**Exercise prompt**: The whole listing, from first line to last: copy it exactly.

**Excerpted data**:
↓

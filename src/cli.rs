//! bfind 的命令行接口
//!
//! 本模块提供了命令行参数解析，并把每个选项映射为一个过滤条件。
//! 未设置的选项不会附加任何过滤条件。

use std::path::PathBuf;

use clap::Parser;

use crate::errors::FindResult;
use crate::finder::{FindOptions, Finder};

/// 按层搜索文件系统中满足过滤条件的文件
#[derive(Parser, Debug)]
#[command(author, version, about, long_about = None)]
pub struct Cli {
    /// 搜索根目录
    pub root: PathBuf,

    /// 文件名包含的字符串
    #[arg(short = 'c', long)]
    pub contains: Option<String>,

    /// 路径包含的字符串（不区分大小写）
    #[arg(short = 'i', long = "icontains")]
    pub icontains: Option<String>,

    /// 最小文件大小（字节）
    #[arg(long, value_name = "BYTES")]
    pub size_at_least: Option<u64>,

    /// 最大文件大小（字节）
    #[arg(long, value_name = "BYTES")]
    pub size_at_most: Option<u64>,

    /// 最大搜索深度（0 表示只检查根目录的直接子项）
    #[arg(short = 'd', long, value_name = "NUM")]
    pub max_depth: Option<usize>,

    /// 文件扩展名
    #[arg(short = 'e', long = "ext")]
    pub ext: Option<String>,

    /// 文件名开头的字符串
    #[arg(long)]
    pub starts_with: Option<String>,

    /// 文件名结尾的字符串
    #[arg(long)]
    pub ends_with: Option<String>,

    /// 文件名匹配的正则表达式
    #[arg(short = 'r', long)]
    pub regex: Option<String>,

    /// 文件名匹配的通配符模式
    #[arg(short = 'n', long)]
    pub name: Option<String>,

    /// 文件名不包含的字符串
    #[arg(long)]
    pub not_contains: Option<String>,

    /// 路径不包含的字符串（不区分大小写）
    #[arg(long = "inot-contains")]
    pub inot_contains: Option<String>,

    /// 不进入符号链接指向的目录
    #[arg(long)]
    pub no_follow_links: bool,

    /// 不逐条输出匹配，只输出统计
    #[arg(short = 'q', long)]
    pub quiet: bool,

    /// 启用调试日志
    #[arg(long)]
    pub debug: bool,
}

impl Cli {
    /// 构建查找选项
    pub fn build_options(&self) -> FindOptions {
        FindOptions::from_cli(self)
    }

    /// 按固定顺序附加过滤条件并构建查找器
    ///
    /// 无效的正则表达式或通配符模式会在这里直接返回错误。
    pub fn build_finder(&self) -> FindResult<Finder> {
        let mut finder = Finder::new(&self.root).with_options(self.build_options());

        if let Some(s) = &self.contains {
            finder = finder.name_contains(s.as_str());
        }
        if let Some(s) = &self.icontains {
            finder = finder.name_contains_ignore_case(s);
        }
        if let Some(n) = self.size_at_least {
            finder = finder.size_at_least(n);
        }
        if let Some(n) = self.size_at_most {
            finder = finder.size_at_most(n);
        }
        if let Some(ext) = &self.ext {
            finder = finder.name_ends_with(extension_suffix(ext));
        }
        if let Some(s) = &self.starts_with {
            finder = finder.name_starts_with(s.as_str());
        }
        if let Some(s) = &self.ends_with {
            finder = finder.name_ends_with(s.as_str());
        }
        if let Some(pattern) = &self.regex {
            finder = finder.name_matches_regex(pattern)?;
        }
        if let Some(pattern) = &self.name {
            finder = finder.name_matches_glob(pattern)?;
        }
        if let Some(s) = &self.not_contains {
            finder = finder.name_does_not_contain(s.as_str());
        }
        if let Some(s) = &self.inot_contains {
            finder = finder.name_does_not_contain_ignore_case(s);
        }

        Ok(finder)
    }
}

/// "rs" 和 ".rs" 都表示以 ".rs" 结尾
fn extension_suffix(ext: &str) -> String {
    if ext.starts_with('.') {
        ext.to_string()
    } else {
        format!(".{}", ext)
    }
}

↑

**Result for this task**:
filename src/cli.rs
//! bfind 的命令行接口
//!
//! 本模块提供了命令行参数解析，并把每个选项映射为一个过滤条件。
//! 未设置的选项不会附加任何过滤条件。

use std::path::PathBuf;

use clap::Parser;

use crate::errors::FindResult;
use crate::finder::{FindOptions, Finder};

/// 按层搜索文件系统中满足过滤条件的文件
#[derive(Parser, Debug)]
#[command(author, version, about, long_about = None)]
pub struct Cli {
    /// 搜索根目录
    pub root: PathBuf,

    /// 文件名包含的字符串
    #[arg(short = 'c', long)]
    pub contains: Option<String>,

    /// 路径包含的字符串（不区分大小写）
    #[arg(short = 'i', long = "icontains")]
    pub icontains: Option<String>,

    /// 最小文件大小（字节）
    #[arg(long, value_name = "BYTES")]
    pub size_at_least: Option<u64>,

    /// 最大文件大小（字节）
    #[arg(long, value_name = "BYTES")]
    pub size_at_most: Option<u64>,

    /// 最大搜索深度（0 表示只检查根目录的直接子项）
    #[arg(short = 'd', long, value_name = "NUM")]
    pub max_depth: Option<usize>,

    /// 文件扩展名
    #[arg(short = 'e', long = "ext")]
    pub ext: Option<String>,

    /// 文件名开头的字符串
    #[arg(long)]
    pub starts_with: Option<String>,

    /// 文件名结尾的字符串
    #[arg(long)]
    pub ends_with: Option<String>,

    /// 文件名匹配的正则表达式
    #[arg(short = 'r', long)]
    pub regex: Option<String>,

    /// 文件名匹配的通配符模式
    #[arg(short = 'n', long)]
    pub name: Option<String>,

    /// 文件名不包含的字符串
    #[arg(long)]
    pub not_contains: Option<String>,

    /// 路径不包含的字符串（不区分大小写）
    #[arg(long = "inot-contains")]
    pub inot_contains: Option<String>,

    /// 不进入符号链接指向的目录
    #[arg(long)]
    pub no_follow_links: bool,

    /// 不逐条输出匹配，只输出统计
    #[arg(short = 'q', long)]
    pub quiet: bool,

    /// 启用调试日志
    #[arg(long)]
    pub debug: bool,
}

impl Cli {
    /// 构建查找选项
    pub fn build_options(&self) -> FindOptions {
        FindOptions::from_cli(self)
    }

    /// 按固定顺序附加过滤条件并构建查找器
    ///
    /// 无效的正则表达式或通配符模式会在这里直接返回错误。
    pub fn build_finder(&self) -> FindResult<Finder> {
        let mut finder = Finder::new(&self.root).with_options(self.build_options());

        if let Some(s) = &self.contains {
            finder = finder.name_contains(s.as_str());
        }
        if let Some(s) = &self.icontains {
            finder = finder.name_contains_ignore_case(s);
        }
        if let Some(n) = self.size_at_least {
            finder = finder.size_at_least(n);
        }
        if let Some(n) = self.size_at_most {
            finder = finder.size_at_most(n);
        }
        if let Some(ext) = &self.ext {
            finder = finder.name_ends_with(extension_suffix(ext));
        }
        if let Some(s) = &self.starts_with {
            finder = finder.name_starts_with(s.as_str());
        }
        if let Some(s) = &self.ends_with {
            finder = finder.name_ends_with(s.as_str());
        }
        if let Some(pattern) = &self.regex {
            finder = finder.name_matches_regex(pattern)?;
        }
        if let Some(pattern) = &self.name {
            finder = finder.name_matches_glob(pattern)?;
        }
        if let Some(s) = &self.not_contains {
            finder = finder.name_does_not_contain(s.as_str());
        }
        if let Some(s) = &self.inot_contains {
            finder = finder.name_does_not_contain_ignore_case(s);
        }

        Ok(finder)
    }
}

/// "rs" 和 ".rs" 都表示以 ".rs" 结尾
fn extension_suffix(ext: &str) -> String {
    if ext.starts_with('.') {
        ext.to_string()
    } else {
        format!(".{}", ext)
    }
}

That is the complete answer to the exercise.